As the only MS-based platform that is not limited by the protein inference problem, top-down proteomics (TDP) should be well-suited for the analysis of proteoforms bearing ubiquitin chains of different lengths, linkages, and architectures. Proteoforms are left completely intact prior to mass analysis, and identification and localization of chemical modifications are determined by MS² analysis of fragment ions [105]. The major challenge is that with increasing molecular weight the signal-to-noise (S/N) ratio decreases exponentially [106]. The low abundance of ubiquitylated proteins further compounds the problem. Thus, while TDP has been used to characterize well-defined ubiquitylated proteins [107,108], the success of TDP in the analysis of complex, heterogenous mixtures has not been realized.

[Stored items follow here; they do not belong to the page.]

use std::io::{self, Write};

use script::{Aliasable, MappingTree, ResolvedParameter};

use crate::{MappingEmitter, internal_name, original_class_name, obfuscated_class_name};

/// Emits `CL:`, `FD:` and `MD:` lines with internal names.
#[derive(Copy, Clone, Debug, Default)]
pub struct SrgEmitter;
impl MappingEmitter for SrgEmitter {
    fn emit(&self, tree: &MappingTree, version: Option<&str>, out: &mut dyn Write) -> io::Result<()> {
        for class in &tree.classes {
            let original = internal_name(&original_class_name(tree, class));
            let obfuscated = internal_name(&obfuscated_class_name(tree, class, version));
            writeln!(out, "CL: {} {}", obfuscated, original)?;
            for field in &class.fields {
                writeln!(
                    out, "FD: {}/{} {}/{}",
                    obfuscated, field.resolve_obfuscated_name(version),
                    original, field.original_name
                )?;
            }
            for method in &class.methods {
                let descriptor = method_descriptor(&method.parameters);
                writeln!(
                    out, "MD: {}/{} {} {}/{} {}",
                    obfuscated, method.resolve_obfuscated_name(version), descriptor,
                    original, method.original_name, descriptor
                )?;
            }
        }
        Ok(())
    }
}

/// The JVM descriptor of a method taking these parameters.
///
/// Return types aren't tracked, so they are always `V`.
pub fn method_descriptor(parameters: &[ResolvedParameter]) -> String {
    let mut result = String::from("(");
    for param in parameters {
        result.push_str(&type_descriptor(param));
    }
    result.push_str(")V");
    result
}

pub fn type_descriptor(param: &ResolvedParameter) -> String {
    let base = match &*param.type_name {
        "byte" => "B",
        "char" => "C",
        "double" => "D",
        "float" => "F",
        "int" => "I",
        "long" => "J",
        "short" => "S",
        "boolean" => "Z",
        "void" => "V",
        other => return format!(
            "{}L{};",
            if param.varargs { "[" } else { "" },
            internal_name(other)
        )
    };
    if param.varargs {
        format!("[{}", base)
    } else {
        base.to_owned()
    }
}
//! The resolved mapping model produced by the interpreter.
use indexmap::IndexMap;
use itertools::Itertools;
use serde_derive::Serialize;

/// Free-form `key="value"` pairs, kept in declaration order
pub type Metadata = IndexMap<String, String>;

/// A version specific obfuscated name
#[derive(Clone, Debug, Eq, PartialEq, Serialize)]
pub struct AliasEntry {
    pub version: String,
    /// Empty for removed entries
    pub obfuscated_name: String,
    #[serde(skip_serializing_if = "IndexMap::is_empty")]
    pub metadata: Metadata,
    #[serde(skip_serializing_if = "::std::ops::Not::not")]
    pub removed: bool
}
impl AliasEntry {
    #[inline]
    pub fn new<V: Into<String>, N: Into<String>>(version: V, obfuscated_name: N) -> AliasEntry {
        AliasEntry {
            version: version.into(),
            obfuscated_name: obfuscated_name.into(),
            metadata: Metadata::new(),
            removed: false
        }
    }
    #[inline]
    pub fn removed<V: Into<String>>(version: V) -> AliasEntry {
        AliasEntry {
            version: version.into(),
            obfuscated_name: String::new(),
            metadata: Metadata::new(),
            removed: true
        }
    }
    #[inline]
    pub fn with_metadata(mut self, metadata: Metadata) -> AliasEntry {
        self.metadata = metadata;
        self
    }
}

/// Anything carrying a per-version alias history.
pub trait Aliasable {
    fn aliases(&self) -> &[AliasEntry];
    fn original_name(&self) -> &str;
    /// The obfuscated name used when no version specific alias applies
    fn default_obfuscated_name(&self) -> &str;
    /// The non-removed alias declared for exactly this version.
    ///
    /// This only consults the entity's own aliases and never falls back.
    fn obfuscated_name_for_version(&self, version: Option<&str>) -> Option<&str> {
        let version = version?;
        self.aliases().iter()
            .find(|alias| alias.version == version && !alias.removed)
            .map(|alias| &*alias.obfuscated_name)
    }
    #[inline]
    fn resolve_obfuscated_name(&self, version: Option<&str>) -> &str {
        self.obfuscated_name_for_version(version)
            .unwrap_or_else(|| self.default_obfuscated_name())
    }
    fn live_aliases<'a>(&'a self) -> Box<dyn Iterator<Item=&'a AliasEntry> + 'a> {
        Box::new(self.aliases().iter().filter(|alias| !alias.removed))
    }
}

#[derive(Clone, Debug, Default, Eq, PartialEq, Serialize)]
pub struct MappingTree {
    pub package_name: String,
    /// Import alias to fully qualified name
    pub imports: IndexMap<String, String>,
    pub classes: Vec<ClassMapping>
}
impl MappingTree {
    /// Counts every class, including inner classes
    pub fn class_count(&self) -> usize {
        fn count(classes: &[ClassMapping]) -> usize {
            classes.iter().map(|class| 1 + count(&class.inner_classes)).sum()
        }
        count(&self.classes)
    }
}

#[derive(Clone, Debug, Eq, PartialEq, Serialize)]
pub struct ClassMapping {
    pub original_name: String,
    pub fallback_obfuscated_name: String,
    pub metadata: Metadata,
    pub methods: Vec<MethodMapping>,
    pub fields: Vec<FieldMapping>,
    pub inner_classes: Vec<ClassMapping>,
    pub aliases: Vec<AliasEntry>
}
impl ClassMapping {
    pub fn new<O: Into<String>, F: Into<String>>(original_name: O, fallback_obfuscated_name: F) -> ClassMapping {
        ClassMapping {
            original_name: original_name.into(),
            fallback_obfuscated_name: fallback_obfuscated_name.into(),
            metadata: Metadata::new(),
            methods: Vec::new(),
            fields: Vec::new(),
            inner_classes: Vec::new(),
            aliases: Vec::new()
        }
    }
}
impl ClassMapping {
    /// Find a method by original name, versioned name, then default obfuscated name
    #[inline]
    pub fn find_method(&self, name: &str, version: Option<&str>) -> Option<&MethodMapping> {
        find_member(&self.methods, name, version)
    }
    /// Find a field by original name, versioned name, then default obfuscated name
    #[inline]
    pub fn find_field(&self, name: &str, version: Option<&str>) -> Option<&FieldMapping> {
        find_member(&self.fields, name, version)
    }
}
impl Aliasable for ClassMapping {
    #[inline]
    fn aliases(&self) -> &[AliasEntry] {
        &self.aliases
    }
    #[inline]
    fn original_name(&self) -> &str {
        &self.original_name
    }
    #[inline]
    fn default_obfuscated_name(&self) -> &str {
        &self.fallback_obfuscated_name
    }
}

#[derive(Clone, Debug, Eq, PartialEq, Serialize)]
pub struct MethodMapping {
    pub original_name: String,
    pub obfuscated_name: String,
    pub parameters: Vec<ResolvedParameter>,
    #[serde(skip_serializing_if = "Option::is_none")]
    pub javadoc: Option<String>,
    pub aliases: Vec<AliasEntry>,
    pub metadata: Metadata
}
impl MethodMapping {
    pub fn new<O: Into<String>, F: Into<String>>(original_name: O, obfuscated_name: F) -> MethodMapping {
        MethodMapping {
            original_name: original_name.into(),
            obfuscated_name: obfuscated_name.into(),
            parameters: Vec::new(),
            javadoc: None,
            aliases: Vec::new(),
            metadata: Metadata::new()
        }
    }
    /// The `name(type,type)` key that must be unique within a class
    pub fn signature(&self) -> String {
        format!(
            "{}({})",
            self.original_name,
            self.parameters.iter().map(|param| &param.type_name).join(",")
        )
    }
}
impl Aliasable for MethodMapping {
    #[inline]
    fn aliases(&self) -> &[AliasEntry] {
        &self.aliases
    }
    #[inline]
    fn original_name(&self) -> &str {
        &self.original_name
    }
    #[inline]
    fn default_obfuscated_name(&self) -> &str {
        &self.obfuscated_name
    }
}

#[derive(Clone, Debug, Eq, PartialEq, Serialize)]
pub struct FieldMapping {
    pub original_name: String,
    pub obfuscated_name: String,
    pub aliases: Vec<AliasEntry>,
    pub metadata: Metadata
}
impl FieldMapping {
    pub fn new<O: Into<String>, F: Into<String>>(original_name: O, obfuscated_name: F) -> FieldMapping {
        FieldMapping {
            original_name: original_name.into(),
            obfuscated_name: obfuscated_name.into(),
            aliases: Vec::new(),
            metadata: Metadata::new()
        }
    }
}
impl Aliasable for FieldMapping {
    #[inline]
    fn aliases(&self) -> &[AliasEntry] {
        &self.aliases
    }
    #[inline]
    fn original_name(&self) -> &str {
        &self.original_name
    }
    #[inline]
    fn default_obfuscated_name(&self) -> &str {
        &self.obfuscated_name
    }
}

/// Every original name match beats every versioned match,
/// which beats every default obfuscated match.
fn find_member<'a, T: Aliasable>(members: &'a [T], name: &str, version: Option<&str>) -> Option<&'a T> {
    members.iter().find(|member| member.original_name() == name)
        .or_else(|| members.iter().find(|member| member.obfuscated_name_for_version(version) == Some(name)))
        .or_else(|| members.iter().find(|member| member.default_obfuscated_name() == name))
}

/// A parameter type after import resolution
#[derive(Clone, Debug, Eq, PartialEq, Hash, Serialize)]
pub struct ResolvedParameter {
    #[serde(rename = "type")]
    pub type_name: String,
    #[serde(skip_serializing_if = "::std::ops::Not::not")]
    pub varargs: bool
}
impl ResolvedParameter {
    #[inline]
    pub fn new<T: Into<String>>(type_name: T, varargs: bool) -> ResolvedParameter {
        ResolvedParameter { type_name: type_name.into(), varargs }
    }
}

With advances in sample preparation, separation, and instrumentation [109], it will eventually be possible to capture the entire landscape of ubiquitylation events on a protein of interest and investigate the interplay with other PTMs. Indeed, by combining LbPro* with the enrichment of a protein of interest, the characterization of modification crosstalk using TDP is already within reach, and it will be exciting to see future applications of this strategy. The advent of new proteolytic tools that differentiate between ubiquitin-ubiquitin and ubiquitin-target protein linkages would also accelerate TDP analyses. In parallel with modification crosstalk, chain length distribution could be assessed while also avoiding complications associated with the low S/N ratios of polyubiquitylated proteins.

Conclusions and Future Directions

Complex cellular activities are made possible by the diversity of proteoforms that arise from splice variants and PTMs. Even within the same family of proteoforms, distinct combinations of PTMs influence both structure and function, enabling highly sophisticated cellular information processing. The complexity of PTMs like ubiquitylation, however, make it particularly challenging to identify and quantify proteoforms to understand function. Despite these obstacles, mass spectrometry has proven to be an invaluable tool in the study of ubiquitin-containing proteoforms. When combined with heavy isotope-labeled peptides and selective ion monitoring techniques such as PRM or SRM, BUP informs on the site-specificity, abundance, stoichiometry, and kinetics, but correlations between the target protein and the precise nature of the ubiquitin modification are completely lost. MDP offers insights into the architecture of chains, but chain length must be inferred. Since the ultimate goal is to characterize all ubiquitylated proteoforms within a given family and determine which proteoform(s) is/are responsible for a particular biological response, information on all sources of variability must be retained. Thus, TDP will play an increasingly important role in the characterization of ubiquitin proteoforms.